A maior fábrica de aerogeradores do mundo e que responde por 42% de toda energia eólica do Brasil, a indiana Suzlon, pretende instalar uma fábrica no Ceará. Nesta quarta-feira (23), o governador Cid Gomes se reuniu com o presidente da Suzlon no Brasil, Arthur Laviere, que manifestou o interesse em instalar uma fábrica na região Metropolitana de Fortaleza (RMF).

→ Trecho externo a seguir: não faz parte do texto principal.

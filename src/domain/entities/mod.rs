mod conversation;
mod document;
mod embedding;
mod records;
mod tool;

pub use conversation::{ScratchpadEntry, Turn};
pub use document::{Document, DocumentChunk, SearchResult};
pub use embedding::Embedding;
pub use records::{Employee, Project};
pub use tool::{AgentDecision, ModelReply, ToolDescriptor, ToolKind};
use std::sync::Arc;
use tracing::info;
use tracing_subscriber::{layer::SubscriberExt, util::SubscriberInitExt};

use company_agent::application::IngestionService;
use company_agent::domain::{ports::EmbeddingService, TextSplitter};
use company_agent::infrastructure::config::{required_env, GEMINI_API_KEY_ENV};
use company_agent::infrastructure::{AppConfig, FlatVectorIndex, TextEmbedding};

#[tokio::main]
async fn main() -> anyhow::Result<()> {
    dotenvy::dotenv().ok();

    tracing_subscriber::registry()
        .with(
            tracing_subscriber::EnvFilter::try_from_default_env()
                .unwrap_or_else(|_| "ingest=info,company_agent=info".into()),
        )
        .with(tracing_subscriber::fmt::layer().with_writer(std::io::stderr))
        .init();

    let app = AppConfig::load()?;
    let api_key = required_env(GEMINI_API_KEY_ENV)?;
    let rag = &app.config.rag;

    let embedding = Arc::new(TextEmbedding::from_config(&app.config.embedding, &api_key)?);
    let store = Arc::new(FlatVectorIndex::new(embedding.model(), embedding.dimension()));

    let splitter = TextSplitter::new(rag.chunk_size, rag.chunk_overlap)?;
    let service = IngestionService::new(embedding, splitter, rag.extension.clone());

    info!(docs_dir = %rag.docs_dir.display(), "ingesting documents");
    let report = service.ingest(&rag.docs_dir, store, &rag.index_path).await?;

    println!(
        "Indexed {} document(s) as {} chunk(s) into {}",
        report.documents,
        report.chunks,
        report.index_path.display()
    );
    Ok(())
}
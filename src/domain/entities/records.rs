use chrono::NaiveDate;
use serde::{Deserialize, Serialize};

#[derive(Debug, Clone, PartialEq, Serialize, Deserialize)]
pub struct Employee {
    pub id: i64,
    pub name: String,
    pub role: String,
    pub start_date: Option<NaiveDate>,
}

impl Employee {
    pub fn new(id: i64, name: &str, role: &str, start_date: Option<NaiveDate>) -> Self {
        Self {
            id,
            name: name.to_string(),
            role: role.to_string(),
            start_date,
        }
    }
}

#[derive(Debug, Clone, PartialEq, Serialize, Deserialize)]
pub struct Project {
    pub project_id: i64,
    pub project_name: String,
    pub status: Option<String>,
    /// References `Employee::id`. Declared as a foreign key, not checked on insert.
    pub lead_id: Option<i64>,
}

impl Project {
    pub fn new(project_id: i64, project_name: &str, status: &str, lead_id: i64) -> Self {
        Self {
            project_id,
            project_name: project_name.to_string(),
            status: Some(status.to_string()),
            lead_id: Some(lead_id),
        }
    }
}
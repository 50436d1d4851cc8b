use std::path::{Path, PathBuf};
use std::sync::Arc;
use tracing::{debug, info, instrument};

use crate::application::RagService;
use crate::domain::{
    ports::{EmbeddingService, VectorStore},
    Document, DocumentChunk, DomainError, TextSplitter,
};

#[derive(Debug, Clone, PartialEq, Eq)]
pub struct IngestReport {
    pub documents: usize,
    pub chunks: usize,
    pub index_path: PathBuf,
}

/// Turns a directory of text files into a persisted similarity index.
///
/// Any failure aborts the run before the index is written; there is no partial save.
pub struct IngestionService {
    embedding: Arc<dyn EmbeddingService>,
    splitter: TextSplitter,
    extension: String,
}

impl IngestionService {
    pub fn new(
        embedding: Arc<dyn EmbeddingService>,
        splitter: TextSplitter,
        extension: impl Into<String>,
    ) -> Self {
        Self {
            embedding,
            splitter,
            extension: extension.into().trim_start_matches('.').to_string(),
        }
    }

    /// Reads every matching file directly inside `dir`, in file-name order.
    #[instrument(skip(self))]
    pub async fn load_documents(&self, dir: &Path) -> Result<Vec<Document>, DomainError> {
        let mut entries = tokio::fs::read_dir(dir).await.map_err(|e| {
            DomainError::not_found(format!("document directory {}: {e}", dir.display()))
        })?;

        let mut paths = Vec::new();
        while let Some(entry) = entries.next_entry().await? {
            let path = entry.path();
            // Follows symlinks; a dangling link is skipped.
            let is_file = tokio::fs::metadata(&path)
                .await
                .map(|m| m.is_file())
                .unwrap_or(false);
            if is_file && self.matches_extension(&path) {
                paths.push(path);
            } else {
                debug!(path = %path.display(), "skipped");
            }
        }
        paths.sort();

        let mut documents = Vec::with_capacity(paths.len());
        for path in paths {
            let content = tokio::fs::read_to_string(&path).await.map_err(|e| {
                DomainError::internal(format!("reading {}: {e}", path.display()))
            })?;
            documents.push(Document::from_path(&path, content));
        }

        info!(count = documents.len(), "documents loaded");
        Ok(documents)
    }

    pub fn split(&self, documents: &[Document]) -> Vec<DocumentChunk> {
        documents
            .iter()
            .flat_map(|doc| self.splitter.split_document(doc))
            .collect()
    }

    /// Loads, splits and embeds `dir` into `store`, then persists the store at `index_path`.
    #[instrument(skip(self, store))]
    pub async fn ingest(
        &self,
        dir: &Path,
        store: Arc<dyn VectorStore>,
        index_path: &Path,
    ) -> Result<IngestReport, DomainError> {
        let documents = self.load_documents(dir).await?;
        let chunks = self.split(&documents);
        info!(
            documents = documents.len(),
            chunks = chunks.len(),
            "documents split"
        );

        let rag = RagService::new(self.embedding.clone(), store.clone());
        rag.index_chunks(&chunks).await?;
        store.persist(index_path)?;

        Ok(IngestReport {
            documents: documents.len(),
            chunks: chunks.len(),
            index_path: index_path.to_path_buf(),
        })
    }

    fn matches_extension(&self, path: &Path) -> bool {
        path.extension()
            .and_then(|e| e.to_str())
            .is_some_and(|e| e.eq_ignore_ascii_case(&self.extension))
    }
}
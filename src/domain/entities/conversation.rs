use chrono::{DateTime, Utc};
use serde::{Deserialize, Serialize};
use uuid::Uuid;

/// One tool round-trip recorded during a turn.
#[derive(Debug, Clone, PartialEq, Serialize, Deserialize)]
pub struct ScratchpadEntry {
    pub tool_name: String,
    pub tool_input: String,
    pub tool_output: String,
}

/// A single user utterance and everything the agent did to answer it.
///
/// Turns are not persisted; the agent keeps no memory between them.
#[derive(Debug, Clone, Serialize, Deserialize)]
pub struct Turn {
    pub id: Uuid,
    pub user_input: String,
    pub scratchpad: Vec<ScratchpadEntry>,
    pub final_output: Option<String>,
    pub started_at: DateTime<Utc>,
}

impl Turn {
    pub fn new(user_input: impl Into<String>) -> Self {
        Self {
            id: Uuid::new_v4(),
            user_input: user_input.into(),
            scratchpad: Vec::new(),
            final_output: None,
            started_at: Utc::now(),
        }
    }

    pub fn record(
        &mut self,
        tool_name: impl Into<String>,
        tool_input: impl Into<String>,
        tool_output: impl Into<String>,
    ) {
        self.scratchpad.push(ScratchpadEntry {
            tool_name: tool_name.into(),
            tool_input: tool_input.into(),
            tool_output: tool_output.into(),
        });
    }

    pub fn finish(&mut self, output: impl Into<String>) {
        self.final_output = Some(output.into());
    }

    pub fn tool_calls(&self) -> usize {
        self.scratchpad.len()
    }
}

Logo após a audiência com o Governador, Laviere se reuniu com o presidente do Conselho de Desenvolvimento Econômico do Estado (Cede), Ivan Bezerra.

 

“A ideia é expandir nossos negócios em território cearense, afinal de contas, 170 dos nossos 200 funcionários estão aqui”, revelou o presidente da Suzlon, acrescentando que das 183 turbinas da empresa, mais de 170 também estão localizadas no Estado. “A empresa deverá decidir em qual Município deseja se instalar para que o Governo do Estado dê andamento aos trâmites necessários e viabilize o início das suas operações o mais rápido possível”, explicou Ivan Bezerra.

 

A previsão é que a indústria entre em operação em fevereiro de 2012 e deverá empregar cerca de 100 profissionais. A mão-de-obra será da própria cidade, para isso, o Governo do Estado já planeja viabilizar a capacitação dessas pessoas. 

Sobre a Suzlon

 

A Suzlon fornece equipamentos para a instalação de parques eólicos em todo o mundo. No Ceará, 10 foram construídos com o material da empresa. A meta é que ainda na primeira fase, a fábrica produza 300 pás de aerogeradores. É em Fortaleza que fica o único Centro de Monitoramento Digital 24 horas de todas as turbinas da Suzlon instaladas no Brasil.

 

A empresa foi criada em 1995 com apenas 20 pessoas, atualmente, a Suzlon é a empresa que mais fabrica aerogeradores do mundo, com mais de 16 mil pessoas em 25 países; em operação nas Américas, Ásia, Austrália e Europa e cadeia de abastecimento totalmente integrado nos três continentes. de abastecimento, com fábricas em três continentes.